I'm not familiar enough with the stap code and its dwarf reader, but I think the next step is to dig into stap and see how it handles this change. Note this seems to relate to partial inlining of nfs3_async_handle_jukebox, so it might all change again with the introduction of IEPM.
Anyway, I think we need to coordinate with someone from the stap team here.
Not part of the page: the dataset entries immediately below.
//! Session supervisor: owns the current epoch's Sender/Receiver pair (via
//! `dataplane::EpochSlot`), the lifetime counters, and the status snapshot
//! writer. It is the one place that understands how a `control::Command`
//! turns into an epoch swap or a shutdown.

pub mod config;
pub mod status;

use control::Command;
pub use config::{Config, ConfigError};
use dataplane::{Counters, EpochSlot};
use handshake::{HandshakeError, Role};
pub use status::SessionState;
use std::sync::atomic::{AtomicU64, Ordering};
use std::sync::Mutex;
use thiserror::Error;
use tokio::sync::{mpsc, oneshot, Notify};
use tracing::{error, info};

#[derive(Debug, Error)]
pub enum SessionError {
    #[error("configuration error: {0}")]
    Config(#[from] ConfigError),
    #[error("handshake error: {0}")]
    Handshake(#[from] HandshakeError),
    #[error("control channel error: {0}")]
    Control(#[from] control::ControlError),
    #[error("I/O error: {0}")]
    Io(#[from] std::io::Error),
}

/// A rekey request forwarded from the control channel to whatever task is
/// driving fresh TCP handshakes (the `proxy` binary's rekey loop). The
/// worker reports back through `reply`, and the supervisor updates its
/// counters from that report via `record_rekey_result`.
pub struct RekeyRequest {
    pub suite: Option<String>,
    pub reply: oneshot::Sender<Result<(), String>>,
}

pub struct Supervisor {
    role: Role,
    epoch_slot: EpochSlot,
    counters: std::sync::Arc<Counters>,
    rekeys_ok: AtomicU64,
    rekeys_fail: AtomicU64,
    last_rekey_suite: Mutex<Option<String>>,
    status_path: String,
    rekey_requests: mpsc::Sender<RekeyRequest>,
    shutdown: Notify,
    state: Mutex<SessionState>,
    new_suite: Mutex<Option<String>>,
    error_reason: Mutex<Option<String>>,
    rekey_coord: Mutex<rekey::RekeyCoordinator>,
}

impl Supervisor {
    pub fn new(
        role: Role,
        epoch_slot: EpochSlot,
        counters: std::sync::Arc<Counters>,
        status_path: String,
        rekey_requests: mpsc::Sender<RekeyRequest>,
    ) -> std::sync::Arc<Self> {
        std::sync::Arc::new(Self {
            role,
            epoch_slot,
            counters,
            rekeys_ok: AtomicU64::new(0),
            rekeys_fail: AtomicU64::new(0),
            last_rekey_suite: Mutex::new(None),
            status_path,
            rekey_requests,
            shutdown: Notify::new(),
            state: Mutex::new(SessionState::HandshakeOk),
            new_suite: Mutex::new(None),
            error_reason: Mutex::new(None),
            rekey_coord: Mutex::new(rekey::RekeyCoordinator::new()),
        })
    }

    pub fn role_str(&self) -> &'static str {
        match self.role {
            Role::Initiator => "drone",
            Role::Responder => "gcs",
        }
    }

    /// Move from `handshake_ok` to `running` once the dataplane workers are
    /// live. Idempotent: calling it again while already running is a no-op.
    pub fn mark_running(&self) {
        *self.state.lock().unwrap() = SessionState::Running;
        self.persist_status();
    }

    pub fn rekey_state(&self) -> rekey::RekeyState {
        self.rekey_coord.lock().unwrap().state()
    }

    /// Move the rekey state machine into `Negotiating`. Fails if a rekey is
    /// already in progress.
    pub fn begin_rekey(&self, suite: Option<String>) -> Result<(), rekey::RekeyError> {
        self.rekey_coord.lock().unwrap().begin_negotiation()?;
        *self.new_suite.lock().unwrap() = suite;
        Ok(())
    }

    pub fn status_snapshot(&self) -> status::Status {
        let epoch = self.epoch_slot.load();
        status::Status {
            role: self.role_str().to_string(),
            state: self.state.lock().unwrap().as_str().to_string(),
            session_id_hex: hex_encode(&epoch.session_id),
            active_epoch: epoch.epoch,
            suite_id: epoch.suite_id.clone(),
            new_suite: self.new_suite.lock().unwrap().clone(),
            enc_in: self.counters.enc_in.load(Ordering::Relaxed),
            enc_out: self.counters.enc_out.load(Ordering::Relaxed),
            drops: self.counters.drops.load(Ordering::Relaxed),
            rekeys_ok: self.rekeys_ok.load(Ordering::Relaxed),
            rekeys_fail: self.rekeys_fail.load(Ordering::Relaxed),
            last_rekey_suite: self.last_rekey_suite.lock().unwrap().clone(),
            error_reason: self.error_reason.lock().unwrap().clone(),
        }
    }

    pub fn persist_status(&self) {
        let snapshot = self.status_snapshot();
        if let Err(e) = status::write_atomic(&self.status_path, &snapshot) {
            error!(error = %e, "failed to persist status snapshot");
        }
    }

    /// Record the outcome of a rekey attempt (§4.F step 5): bumps the ok/fail
    /// counter, updates `last_rekey_suite` on success, sets `error_reason` on
    /// failure, and resets the rekey state machine back to `Active` either
    /// way. `state` becomes `rekey_ok`/`rekey_fail` until the next
    /// `mark_running` or rekey attempt.
    pub fn record_rekey_result(&self, ok: bool, suite_id: Option<String>, reason: Option<String>) {
        self.rekey_coord.lock().unwrap().abort();
        if ok {
            self.rekeys_ok.fetch_add(1, Ordering::Relaxed);
            *self.last_rekey_suite.lock().unwrap() = suite_id;
            *self.state.lock().unwrap() = SessionState::RekeyOk;
            *self.error_reason.lock().unwrap() = None;
        } else {
            self.rekeys_fail.fetch_add(1, Ordering::Relaxed);
            *self.state.lock().unwrap() = SessionState::RekeyFail;
            *self.error_reason.lock().unwrap() = reason;
        }
        self.persist_status();
    }

    pub fn shutdown_signal(&self) -> &Notify {
        &self.shutdown
    }

    /// Drive the control channel's command stream forever. Each `Rekey`
    /// command is forwarded to the rekey worker without blocking the
    /// command loop on the worker's (potentially slow) handshake.
    pub async fn run_control_loop(self: std::sync::Arc<Self>, mut commands: mpsc::Receiver<Command>) {
        while let Some(cmd) = commands.recv().await {
            match cmd {
                Command::Ping { reply } => {
                    let _ = reply.send(());
                }
                Command::Status { reply } => {
                    let snapshot = self.status_snapshot();
                    self.persist_status();
                    let _ = reply.send(serde_json::to_value(snapshot).unwrap_or(serde_json::Value::Null));
                }
                Command::Rekey { suite, reply } => {
                    if let Err(e) = self.begin_rekey(suite.clone()) {
                        let _ = reply.send(Err(e.to_string()));
                        continue;
                    }
                    let (tx, rx) = oneshot::channel();
                    if self.rekey_requests.send(RekeyRequest { suite, reply: tx }).await.is_err() {
                        self.record_rekey_result(false, None, Some("rekey worker is not running".to_string()));
                        let _ = reply.send(Err("rekey worker is not running".to_string()));
                        continue;
                    }
                    let supervisor = self.clone();
                    tokio::spawn(async move {
                        match rx.await {
                            Ok(result) => {
                                let _ = reply.send(result);
                            }
                            Err(_) => {
                                supervisor.record_rekey_result(
                                    false,
                                    None,
                                    Some("rekey worker dropped the request".to_string()),
                                );
                                let _ = reply.send(Err("rekey worker dropped the request".to_string()));
                            }
                        }
                    });
                }
                Command::Stop { reply } => {
                    *self.state.lock().unwrap() = SessionState::Stopping;
                    info!("stop requested over control channel");
                    self.shutdown.notify_waiters();
                    let _ = reply.send(());
                }
            }
        }
    }
}

fn hex_encode(bytes: &[u8]) -> String {
    bytes.iter().map(|b| format!("{b:02x}")).collect()
}

#[cfg(test)]
mod tests {
    use super::*;
    use aead::{AeadAlgorithm, HeaderTemplate, Receiver as AeadReceiver, Sender as AeadSender};
    use dataplane::{new_epoch_slot, EpochHandles};

    fn epoch_slot() -> EpochSlot {
        let key = [1u8; 32];
        let template = HeaderTemplate {
            kem_id: 1,
            kem_param: 3,
            sig_id: 1,
            sig_param: 3,
            session_id: [9, 8, 7, 6, 5, 4, 3, 2],
            epoch: 0,
        };
        let sender = AeadSender::new(AeadAlgorithm::aes_gcm(&key), template);
        let receiver = AeadReceiver::new(AeadAlgorithm::aes_gcm(&key), template, aead::DEFAULT_REPLAY_WINDOW);
        new_epoch_slot(EpochHandles::new(0, "cs-mlkem768-aesgcm-mldsa65".to_string(), template.session_id, sender, receiver))
    }

    #[tokio::test]
    async fn status_snapshot_reflects_epoch() {
        let (tx, _rx) = mpsc::channel(1);
        let sup = Supervisor::new(
            Role::Responder,
            epoch_slot(),
            std::sync::Arc::new(Counters::default()),
            std::env::temp_dir().join("unused-status.json").to_str().unwrap().to_string(),
            tx,
        );
        let snapshot = sup.status_snapshot();
        assert_eq!(snapshot.role, "gcs");
        assert_eq!(snapshot.state, "handshake_ok");
        assert_eq!(snapshot.suite_id, "cs-mlkem768-aesgcm-mldsa65");
        assert_eq!(snapshot.session_id_hex, "0908070605040302");
    }

    #[tokio::test]
    async fn mark_running_transitions_state() {
        let (tx, _rx) = mpsc::channel(1);
        let sup = Supervisor::new(
            Role::Responder,
            epoch_slot(),
            std::sync::Arc::new(Counters::default()),
            std::env::temp_dir().join("unused-status2.json").to_str().unwrap().to_string(),
            tx,
        );
        sup.mark_running();
        assert_eq!(sup.status_snapshot().state, "running");
    }

    #[tokio::test]
    async fn record_rekey_result_updates_counters() {
        let (tx, _rx) = mpsc::channel(1);
        let sup = Supervisor::new(
            Role::Initiator,
            epoch_slot(),
            std::sync::Arc::new(Counters::default()),
            std::env::temp_dir().join(format!("status-{}.json", std::process::id())).to_str().unwrap().to_string(),
            tx,
        );
        sup.record_rekey_result(true, Some("cs-mlkem1024-aesgcm-mldsa87".to_string()), None);
        let snapshot = sup.status_snapshot();
        assert_eq!(snapshot.rekeys_ok, 1);
        assert_eq!(snapshot.state, "rekey_ok");
        assert_eq!(snapshot.last_rekey_suite.as_deref(), Some("cs-mlkem1024-aesgcm-mldsa87"));
    }

    #[tokio::test]
    async fn record_rekey_failure_sets_error_reason() {
        let (tx, _rx) = mpsc::channel(1);
        let sup = Supervisor::new(
            Role::Initiator,
            epoch_slot(),
            std::sync::Arc::new(Counters::default()),
            std::env::temp_dir().join(format!("status-fail-{}.json", std::process::id())).to_str().unwrap().to_string(),
            tx,
        );
        sup.begin_rekey(Some("cs-mlkem1024-aesgcm-mldsa87".to_string())).unwrap();
        sup.record_rekey_result(false, None, Some("handshake timed out".to_string()));
        let snapshot = sup.status_snapshot();
        assert_eq!(snapshot.rekeys_fail, 1);
        assert_eq!(snapshot.state, "rekey_fail");
        assert_eq!(snapshot.error_reason.as_deref(), Some("handshake timed out"));
        assert_eq!(sup.rekey_state(), rekey::RekeyState::Active);
    }
}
While the updated debug records seem more sensible to me, I'm working from several assumptions about what the stap code is trying to do and how it might be responding to changes in the debug info.
Thanks for looking into it, Jeff!
I believe your reference to the lexical block is not on the mark because the systemtap probes aim for the function entry point (the low_pc), not some internal point. And in the 8.2.x case, the parameter list, 0x2d13a and 0x2d143 have location.
In the 8.3.x case, this function (also) got inlined, and the inlined copy of the subroutine does not have a location for these parameters. Your second readelf didn't include the inlined copy which the stap error message's die# would identify.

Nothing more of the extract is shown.